Shanis found herself grudgingly admiring his composure. She remembered his tale of their fight with the beast, and how his sword had bounced off its tough hide. What would they do if it found them? What could they do?
“Which tunnel did the sound come from?” Hierm asked, stepping toward the passage on the right and inclining an ear. The ensuing discussion yielded no agreement. Oskar and Larris thought the sound had come from the tunnel on the left, Allyn and Khalyndryn insisted that it came from the tunnel on the right, while Hierm and Shanis agreed that it sounded as if it had come from behind them, though that was impossible.
“Why couldn’t it come from behind us?” Khalyndryn asked.
“If it is even half the size of the one we saw, it would never fit down the tunnel,” Oskar replied. His voice had regained some of its strength, as if the realization reassured him.
While the others continued to discuss their plight, Shanis closed her eyes and willed the sound away. Just as she had done so many times at sword practice, she turned her focus inward. No distractions, no physical sensation. She sought the calming oneness with the blade. Within her consciousness she created the image of a shining sword. Her thoughts followed its razor edge down to the shining, perfect tip. Her flesh was steel, and she was one with the blade. The voices around her melted away, and the orange flickers of firelight upon her eyelids faded. At that moment, she felt perfect peace.
What to do when the wrong choice might mean death?
She remembered her father teaching her woodscraft. He took her into the forest and got her thoroughly lost. “Trust your instincts,” he said. “You can feel the path, if you will allow yourself to. It will call out to you, but you must let it.” Wrapped in the oneness, she felt no pang of homesickness at the memory.
She opened herself to the beckoning of the pathway that had guided her as a small child. A skill she had seldom had need to use. She felt something. It was the same tugging sensation that had drawn them into the well. It called out to her. It took her hand in a gentle grip and drew her forward.
She visualized the two passages. The tunnel on the left exuded a feeling of warmth and light. The passage to the right poured forth an icy cold like a gushing mountain stream. She shivered within her void, and her bones seemed to freeze in a way they had not since the last time they had encountered the ice cats. Her eyes snapped open.
“We must go that way,” she said, indicating the tunnel on the left. The sensation was so strong now, her certainty firm. She did not know what lay at the end, but she knew their path lay to the left. “The Golorak is down the other tunnel,” she added..
“How do you know?” Allyn stepped directly in front of her, his right hand on his sword hilt, his left thumb hooked in his belt. “It is our life if you are wrong.”
“I know,” she averred. She met his challenging stare with what she hoped was a look of firm resolve.
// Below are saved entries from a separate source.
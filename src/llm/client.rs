//! Chat-completion client for OpenAI-compatible providers

use async_trait::async_trait;
use reqwest::Client;
use serde::Deserialize;
use serde::Serialize;
use tracing::debug;

use crate::config::AppConfig;
use crate::errors::DocRagError;
use crate::errors::Result;
use crate::llm::GenerationProvider;

const PROVIDER: &str = "generation";

#[derive(Debug, Clone, Serialize)]
pub struct ChatMessage {
    pub role: &'static str,
    pub content: String,
}

/// Client for the `/chat/completions` endpoint of an OpenAI-compatible
/// API, with fixed sampling temperature and output budget.
pub struct OpenAiChat {
    client: Client,
    endpoint: String,
    api_key: String,
    model: String,
    temperature: f32,
    max_tokens: u32,
}

impl OpenAiChat {
    pub fn new(config: &AppConfig) -> Result<Self> {
        let client = Client::builder()
            .timeout(std::time::Duration::from_secs(120))
            .build()
            .map_err(|e| DocRagError::provider(PROVIDER, "build_client", e))?;

        Ok(Self {
            client,
            endpoint: config.llm.llm_endpoint.clone(),
            api_key: config.llm.llm_key.clone(),
            model: config.llm.llm_model.clone(),
            temperature: config.llm.temperature,
            max_tokens: config.llm.max_tokens,
        })
    }
}

#[async_trait]
impl GenerationProvider for OpenAiChat {
    async fn generate(&self, system_prompt: &str, user_prompt: &str) -> Result<String> {
        #[derive(Serialize)]
        struct ChatRequest<'a> {
            model: &'a str,
            messages: Vec<ChatMessage>,
            temperature: f32,
            max_tokens: u32,
        }

        #[derive(Deserialize)]
        struct ChatResponse {
            choices: Vec<Choice>,
        }

        #[derive(Deserialize)]
        struct Choice {
            message: ResponseMessage,
        }

        #[derive(Deserialize)]
        struct ResponseMessage {
            content: String,
        }

        let url = format!("{}/chat/completions", self.endpoint);
        debug!("Calling chat completions API: {}", url);

        let request = ChatRequest {
            model: &self.model,
            messages: vec![
                ChatMessage {
                    role: "system",
                    content: system_prompt.to_string(),
                },
                ChatMessage {
                    role: "user",
                    content: user_prompt.to_string(),
                },
            ],
            temperature: self.temperature,
            max_tokens: self.max_tokens,
        };

        let response = self
            .client
            .post(&url)
            .header("Authorization", format!("Bearer {}", self.api_key))
            .header("Content-Type", "application/json")
            .json(&request)
            .send()
            .await
            .map_err(|e| DocRagError::provider(PROVIDER, "generate", e))?;

        if !response.status().is_success() {
            let status = response.status();
            let error_text = response
                .text()
                .await
                .unwrap_or_else(|_| "Unknown error".to_string());
            return Err(DocRagError::provider(
                PROVIDER,
                "generate",
                format!("API error ({status}): {error_text}"),
            ));
        }

        let result: ChatResponse = response
            .json()
            .await
            .map_err(|e| DocRagError::provider(PROVIDER, "generate", format!("failed to parse response: {e}")))?;

        result
            .choices
            .into_iter()
            .next()
            .map(|c| c.message.content)
            .ok_or_else(|| DocRagError::provider(PROVIDER, "generate", "no choices in response"))
    }
}
use std::path::PathBuf;

use clap::Parser;
use clap::Subcommand;
use docrag::config::AppConfig;
use docrag::ingest::IngestionPipeline;
use docrag::rag::Query;
use docrag::rag::RagService;
use docrag::Result;

#[derive(Parser)]
#[command(name = "docrag")]
#[command(about = "docrag CLI for document ingestion and retrieval-augmented question answering")]
#[command(version)]
struct Cli {
    /// Enable verbose debug logging
    #[arg(short, long)]
    verbose: bool,

    #[command(subcommand)]
    command: Commands,
}

#[derive(Subcommand)]
enum Commands {
    /// Ingest a text document into the vector store
    Ingest {
        /// Path to the document
        file: PathBuf,
    },
    /// Ask a question against the ingested documents
    Query {
        /// The question to answer
        question: String,
        /// Number of chunks to retrieve as context
        #[arg(short, long, default_value = "3")]
        top_k: usize,
    },
    /// Start the HTTP API server
    Serve {
        /// Host to bind
        #[arg(long, default_value = "0.0.0.0")]
        host: String,
        /// Port to bind
        #[arg(long, default_value = "8003")]
        port: u16,
        /// Disable permissive CORS
        #[arg(long)]
        no_cors: bool,
    },
    /// Show current configuration
    Config,
}

#[tokio::main]
async fn main() -> Result<()> {
    let cli = Cli::parse();
    let config = AppConfig::load()?;

    if cli.verbose {
        docrag::logging::init_logging_with_level("debug")?;
    } else {
        docrag::logging::init_logging(&config)?;
    }

    match cli.command {
        Commands::Ingest { file } => {
            let pipeline = IngestionPipeline::from_config(&config).await?;
            let written = pipeline.ingest(&file).await?;
            println!("✅ Ingested {} chunks from {}", written, file.display());
        }
        Commands::Query { question, top_k } => {
            let service = RagService::from_config(&config).await?;
            let answer = service
                .answer(Query::new(question).with_top_k(top_k))
                .await?;
            println!("{}\n", answer.answer);
            println!("Sources ({} chunks):", answer.source_chunks.len());
            for source in &answer.source_chunks {
                println!(
                    "  {}#{} (score {:.3})",
                    source.filename, source.chunk_index, source.score
                );
            }
        }
        Commands::Serve {
            host,
            port,
            no_cors,
        } => {
            docrag::api::serve_api(&config, host, port, !no_cors).await?;
        }
        Commands::Config => {
            println!("{config:#?}");
        }
    }

    Ok(())
}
She had no doubt that she was correct, but she had serious doubts about her ability to convince the others. “I feel it.”
“You feel it,” Allyn echoed.
Larris put his hand on Allyn’s chest and interposed himself between the tw
o. Anger flashed in Allyn’s eyes for an instant, and then he returned to his usual calm exterior.
Larris appraised her for a long, uncomfortable second, before nodding his assent. “We take the passage on the left, and may the gods smile upon us.”
“Wait!” Khalyndryn called out, recovering some of her earlier salt. “She feels it? Shanis has never felt anything in her life, save anger. She doesn’t know which way we should go.”
“So,” Larris said, “it is your opinion that we should take the tunnel on the right?” He waited as Khalyndryn gaped at them for a heartbeat before shaking her head. “You prefer the path to the left?” Khalyndryn only shrugged. “Well then, seeing how as it makes no difference to you….” Leaving the statement hanging, he turned and led the group down the passage Shanis had chosen.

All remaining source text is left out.